- _What is expected_
Starting at the line below holding "snapshot is missing." and stopping at the line holding "let size = size_gb.ok_or_else(||", print every line exactly, both ends included, and leave the rest out.

- _Provided entries_
------------------------

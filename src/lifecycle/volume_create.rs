//! Volume creation, from scratch or from a snapshot.

use tracing::{info, warn};

use crate::gateway::{
    CreateVolumeRequest, GatewayError, RemoteResourceGateway, RemoteVolume, VolumeSource,
    VolumeState,
};
use crate::identifier::{IdentifierError, ResourceId, SEPARATOR};
use crate::volume::{Volume, VolumeOptions, ZonalVolumeOptions, resolve_zone_scope};

use super::{LifecycleError, Operation, VolumeLifecycleCoordinator};

/// Where the new volume goes and what it starts with.
struct Placement {
    scope: String,
    source: VolumeSource,
}

impl<G: RemoteResourceGateway> VolumeLifecycleCoordinator<G> {
    /// Creates a volume and waits for it to become available.
    ///
    /// Returns `Ok(None)` without creating anything when the source snapshot
    /// does not exist.
    pub(super) async fn create(
        &self,
        name: &str,
        options: &VolumeOptions,
    ) -> Result<Option<Volume>, LifecycleError> {
        let VolumeOptions::Zonal(zonal) = options else {
            return Err(LifecycleError::invalid(
                "volume creation requires zonal options naming an availability zone",
            ));
        };
        let zone = zonal.availability_zone.trim();
        if zone.is_empty() {
            return Err(LifecycleError::invalid("availability zone must not be empty"));
        }

        let Some(placement) = self.place(zonal, options.size_gb()).await? else {
            return Ok(None);
        };

        let request = CreateVolumeRequest {
            name: Some(name.trim())
                .filter(|value| !value.is_empty())
                .map(str::to_owned),
            zone: zone.to_owned(),
            source: placement.source,
        };
        let scope = placement.scope.as_str();
        info!(scope, zone, name, "requesting volume");
        let created = self.gateway.create_volume(scope, &request).await?;
        let local_id = created.id.clone();
        let volume_id = local_id.as_str();
        let handle = ResourceId::new(scope, volume_id)?.to_string();

        self.settle(
            Operation::CreateVolume,
            &handle,
            created,
            |volume: &RemoteVolume| volume.state == VolumeState::Available,
            move || self.refresh_provisioning(scope, volume_id),
        )
        .await?;

        let Some(ready) = self.describe_volume(scope, volume_id).await? else {
            return Err(LifecycleError::NotFound { resource: handle });
        };
        info!(volume_id = %handle, "volume available");
        self.to_volume(&ready).map(Some)
    }

    /// Resolves the scope and initial contents; `None` when the source
    /// snapshot is missing.
    async fn place(
        &self,
        zonal: &ZonalVolumeOptions,
        size_gb: Option<u32>,
    ) -> Result<Option<Placement>, LifecycleError> {
        if let Some(handle) = zonal.snapshot_id.as_deref() {
            let snapshot = ResourceId::decode(handle)?;
            let found = self
                .describe_snapshot(snapshot.scope(), snapshot.local_id())
                .await?;
            if found.is_none() {
                warn!(snapshot_id = handle, "source snapshot not found; no volume created");
                return Ok(None);
            }
            return Ok(Some(Placement {
                scope: snapshot.scope().to_owned(),
                source: VolumeSource::Snapshot {
                    snapshot_id: snapshot.local_id().to_owned(),
                    size_gb,
                },
            }));
        }

        let size = size_gb.ok_or_else(|| {
            LifecycleError::invalid("size_gb is required when no source snapshot is given")
        })?;
        let scope = self.zone_scope(zonal).await?;
        Ok(Some(Placement {
            scope,
            source: VolumeSource::Empty { size_gb: size },
        }))
    }

    async fn zone_scope(&self, zonal: &ZonalVolumeOptions) -> Result<String, LifecycleError> {
        if let Some(location) = zonal
            .location_id
            .as_deref()
            .map(str::trim)
            .filter(|value| !value.is_empty())
        {
            if location.contains(SEPARATOR) {
                return Err(IdentifierError::SeparatorInScope(location.to_owned()).into());
            }
            return Ok(location.to_owned());
        }
        let scopes = self.gateway.list_scopes().await?;
        resolve_zone_scope(zonal.availability_zone.trim(), &scopes).ok_or_else(|| {
            LifecycleError::invalid(format!(
                "no known location owns availability zone '{}'",
                zonal.availability_zone
            ))
        })
    }

    /// Refreshes a provisioning volume, failing fast once it errors.
    async fn refresh_provisioning(
        &self,
        scope: &str,
        volume_id: &str,
    ) -> Result<Option<RemoteVolume>, GatewayError> {
        match self.describe_volume(scope, volume_id).await? {
            Some(volume) if volume.state == VolumeState::Error => Err(GatewayError::remote(
                format!("volume {scope}/{volume_id} failed to provision"),
            )),
            other => Ok(other),
        }
    }
}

------------------------

- _Result below_
    /// snapshot is missing.
    async fn place(
        &self,
        zonal: &ZonalVolumeOptions,
        size_gb: Option<u32>,
    ) -> Result<Option<Placement>, LifecycleError> {
        if let Some(handle) = zonal.snapshot_id.as_deref() {
            let snapshot = ResourceId::decode(handle)?;
            let found = self
                .describe_snapshot(snapshot.scope(), snapshot.local_id())
                .await?;
            if found.is_none() {
                warn!(snapshot_id = handle, "source snapshot not found; no volume created");
                return Ok(None);
            }
            return Ok(Some(Placement {
                scope: snapshot.scope().to_owned(),
                source: VolumeSource::Snapshot {
                    snapshot_id: snapshot.local_id().to_owned(),
                    size_gb,
                },
            }));
        }

        let size = size_gb.ok_or_else(|| {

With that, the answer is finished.